Fred Martin

Personal information
- Full name: Frederick Martin
- Place of birth: England
- Date of death: January 1932
- Place of death: Derby
- Position(s): Inside right

Senior career*
- Years: Team / Apps / (Gls)
- ?–1909: South Kirkby
- 1909–1912: Barnsley
- 1912–1913: Sunderland
- 1913–?: Raith Rovers

= Frederick Martin (footballer) =

English footballer

Frederick Martin (died 1932) was an English footballer who played as an inside right for South Kirkby, Barnsley, Sunderland, and Raith Rovers

==Playing career==
Martin began his football career with South Kirkby before being signed by Barnsley in May 1909. He played at either inside right or centre forward for Barnsley.
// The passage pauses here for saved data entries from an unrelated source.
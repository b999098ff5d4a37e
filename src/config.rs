//! Configuration types for wds-postgrades

use crate::error::{Error, Result};
use serde::{Deserialize, Serialize};
use std::path::Path;
use std::time::Duration;
use url::Url;

/// API credentials for the integration system user
///
/// The same credentials are sent twice: as HTTP Basic auth and inside the
/// WS-Security `UsernameToken` header.
#[derive(Clone, Default, Serialize, Deserialize)]
pub struct CredentialsConfig {
    /// Integration username, without tenant suffix
    pub username: String,

    /// Integration password (sent as PasswordText, a limitation of the remote API)
    pub password: String,

    /// Suffix appended to the username to qualify it with the tenant (default: "@lsu14")
    #[serde(default = "default_username_suffix")]
    pub username_suffix: String,
}

impl CredentialsConfig {
    /// Fully qualified username as the remote system expects it
    pub fn qualified_username(&self) -> String {
        format!("{}{}", self.username, self.username_suffix)
    }
}

impl std::fmt::Debug for CredentialsConfig {
    fn fmt(&self, f: &mut std::fmt::Formatter<'_>) -> std::fmt::Result {
        f.debug_struct("CredentialsConfig")
            .field("username", &self.username)
            .field("password", &"<redacted>")
            .field("username_suffix", &self.username_suffix)
            .finish()
    }
}

/// Where the SOAP service lives
#[derive(Clone, Debug, Serialize, Deserialize)]
pub struct EndpointConfig {
    /// Scheme and host of the web-services gateway
    #[serde(default = "default_base_url")]
    pub base_url: String,

    /// Tenant path segment (default: "lsu")
    #[serde(default = "default_tenant")]
    pub tenant: String,

    /// Web service name (default: "Student_Records")
    #[serde(default = "default_service")]
    pub service: String,

    /// API version without the leading "v" (e.g., "44.0")
    pub api_version: String,
}

impl Default for EndpointConfig {
    fn default() -> Self {
        Self {
            base_url: default_base_url(),
            tenant: default_tenant(),
            service: default_service(),
            api_version: String::new(),
        }
    }
}

impl EndpointConfig {
    /// Version string as used in URLs and the `wd:version` attribute
    pub fn version_tag(&self) -> String {
        format!("v{}", self.api_version.trim_start_matches('v'))
    }

    /// Full service URL: `<base>/ccx/service/<tenant>/<service>/v<version>`
    pub fn service_url(&self) -> Result<Url> {
        let base = Url::parse(&self.base_url)
            .map_err(|e| Error::config("base_url", format!("invalid base URL: {}", e)))?;
        let path = format!(
            "ccx/service/{}/{}/{}",
            self.tenant,
            self.service,
            self.version_tag()
        );
        base.join(&path)
            .map_err(|e| Error::config("base_url", format!("invalid service path: {}", e)))
    }
}

/// HTTP transport settings
#[derive(Clone, Debug, Serialize, Deserialize)]
pub struct HttpConfig {
    /// Whole-request timeout (default: 30 seconds). Expiry is a transport error.
    #[serde(default = "default_timeout", with = "duration_serde")]
    pub timeout: Duration,

    /// User-Agent header value
    #[serde(default = "default_user_agent")]
    pub user_agent: String,
}

impl Default for HttpConfig {
    fn default() -> Self {
        Self {
            timeout: default_timeout(),
            user_agent: default_user_agent(),
        }
    }
}

/// Main configuration for [`GradeClient`](crate::client::GradeClient)
#[derive(Clone, Debug, Default, Serialize, Deserialize)]
pub struct Config {
    /// Integration credentials
    pub credentials: CredentialsConfig,

    /// Service location and API version
    pub endpoint: EndpointConfig,

    /// Transport settings
    #[serde(default)]
    pub http: HttpConfig,
}

impl Config {
    /// Parse configuration from a JSON document
    pub fn from_json_str(json: &str) -> Result<Self> {
        let config: Config = serde_json::from_str(json)?;
        config.validate()?;
        Ok(config)
    }

    /// Read configuration from a JSON file
    pub fn from_file(path: impl AsRef<Path>) -> Result<Self> {
        let contents = std::fs::read_to_string(path.as_ref())?;
        Self::from_json_str(&contents)
    }

    /// Check that every required setting is present and usable
    pub fn validate(&self) -> Result<()> {
        if self.credentials.username.trim().is_empty() {
            return Err(Error::config("username", "username must not be empty"));
        }
        if self.credentials.password.is_empty() {
            return Err(Error::config("password", "password must not be empty"));
        }
        if self.endpoint.api_version.trim_start_matches('v').trim().is_empty() {
            return Err(Error::config("api_version", "API version must not be empty"));
        }
        if self.http.timeout.is_zero() {
            return Err(Error::config("timeout", "timeout must be greater than zero"));
        }
        let url = self.endpoint.service_url()?;
        if url.scheme() != "https" && url.scheme() != "http" {
            return Err(Error::config(
                "base_url",
                format!("unsupported URL scheme '{}'", url.scheme()),
            ));
        }
        Ok(())
    }
}

fn default_username_suffix() -> String {
    "@lsu14".to_string()
}

fn default_base_url() -> String {
    "https://wd2-impl-services1.workday.com".to_string()
}

fn default_tenant() -> String {
    "lsu".to_string()
}

fn default_service() -> String {
    "Student_Records".to_string()
}

fn default_timeout() -> Duration {
    Duration::from_secs(30)
}

fn default_user_agent() -> String {
    concat!("wds-postgrades/", env!("CARGO_PKG_VERSION")).to_string()
}

// Duration serialization helper
mod duration_serde {
    use serde::{Deserialize, Deserializer, Serializer};
    use std::time::Duration;

    pub fn serialize<S>(duration: &Duration, serializer: S) -> Result<S::Ok, S::Error>
    where
        S: Serializer,
    {
        serializer.serialize_u64(duration.as_secs())
    }

    pub fn deserialize<'de, D>(deserializer: D) -> Result<Duration, D::Error>
    where
        D: Deserializer<'de>,
    {
        let secs = u64::deserialize(deserializer)?;
        Ok(Duration::from_secs(secs))
    }
}
use thiserror::Error;

#[derive(Debug, Error)]
pub enum SearchError {
    #[error("Charset must contain at least one symbol")]
    EmptyCharset,

    #[error("Charset repeats symbol {0:?}")]
    DuplicateSymbol(char),

    #[error("Invalid search configuration: {0}")]
    InvalidConfig(&'static str),

    #[error("Decryption oracle failed: {0}")]
    Oracle(#[from] linklock_crypto::CryptoError),

    #[error("Failed to spawn {role} thread: {source}")]
    Spawn {
        role: &'static str,
        #[source]
        source: std::io::Error,
    },

    #[error("{0} worker(s) exited without reporting")]
    WorkersLost(usize),

    #[error("Search task failed: {0}")]
    Join(String),
}
use linklock_crypto::EncryptedRecord;
use url::Url;

use crate::error::LinkError;
use crate::payload::{decode_field, encode_field, parse_payload, resolve_record};
use crate::types::LinkPayload;

/// Base for links pasted without a scheme or host, such as a bare `#...`.
const RELATIVE_BASE: &str = "https://localhost/";

/// Decode a locked-link URL into a validated record.
///
/// Pipeline: URL → fragment → percent-decode → base64 → JSON → record
///
/// Scheme-less input (`host/path#...` or just `#...`) is resolved against a
/// placeholder base; only the fragment matters.
///
/// # Errors
/// Returns `LinkError` for a malformed URL, a missing fragment, invalid
/// base64 or JSON, or a payload that cannot form a record.
pub fn decode_link(raw_url: &str) -> Result<EncryptedRecord, LinkError> {
    let url = parse_url(raw_url.trim())?;
    let fragment = url
        .fragment()
        .filter(|f| !f.is_empty())
        .ok_or(LinkError::MissingFragment)?;
    let payload = decode_fragment(fragment)?;
    resolve_record(&payload)
}

fn parse_url(raw_url: &str) -> Result<Url, LinkError> {
    match Url::parse(raw_url) {
        Err(url::ParseError::RelativeUrlWithoutBase) => {
            let base = Url::parse(RELATIVE_BASE)?;
            Ok(Url::options().base_url(Some(&base)).parse(raw_url)?)
        }
        parsed => Ok(parsed?),
    }
}

/// Decode the fragment portion of a locked link (without the leading `#`).
pub fn decode_fragment(fragment: &str) -> Result<LinkPayload, LinkError> {
    let unescaped =
        urlencoding::decode(fragment).map_err(|_| LinkError::InvalidFragmentEncoding)?;
    let json_bytes = decode_field(&unescaped, "URL fragment")?;
    let json: serde_json::Value = serde_json::from_slice(&json_bytes)?;
    parse_payload(&json)
}

/// Build a locked link for `record` on top of `base_url`.
///
/// The salt and IV are always written out, so the link does not depend on
/// version defaults even when `record` carries a legacy version.
pub fn encode_link(base_url: &str, record: &EncryptedRecord) -> Result<String, LinkError> {
    let mut url = Url::parse(base_url)?;
    let payload = LinkPayload {
        encrypted: encode_field(record.ciphertext()),
        salt: Some(encode_field(record.salt())),
        iv: Some(encode_field(record.iv())),
        version: record.format_version().map(str::to_string),
    };
    let json = serde_json::to_vec(&payload)?;
    url.set_fragment(Some(&encode_field(&json)));
    Ok(url.into())
}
After three seasons at Oakwell, he next moved to Sunderland in February 1913 and then to Raith Rovers. By April, Martin found himself in the final of the Scottish Cup with Raith but ended up on the losing side. In 1914, Martin scored two goals for Raith Rovers in a Scottish Cup win over the then mighty Hearts, where he broke a tooth in doing so. His exploits for Raith led to him being heavily linked to a return to Sunderland or a transfer to Hearts or Celtic.

Martin died in January 1932 at the age of 43.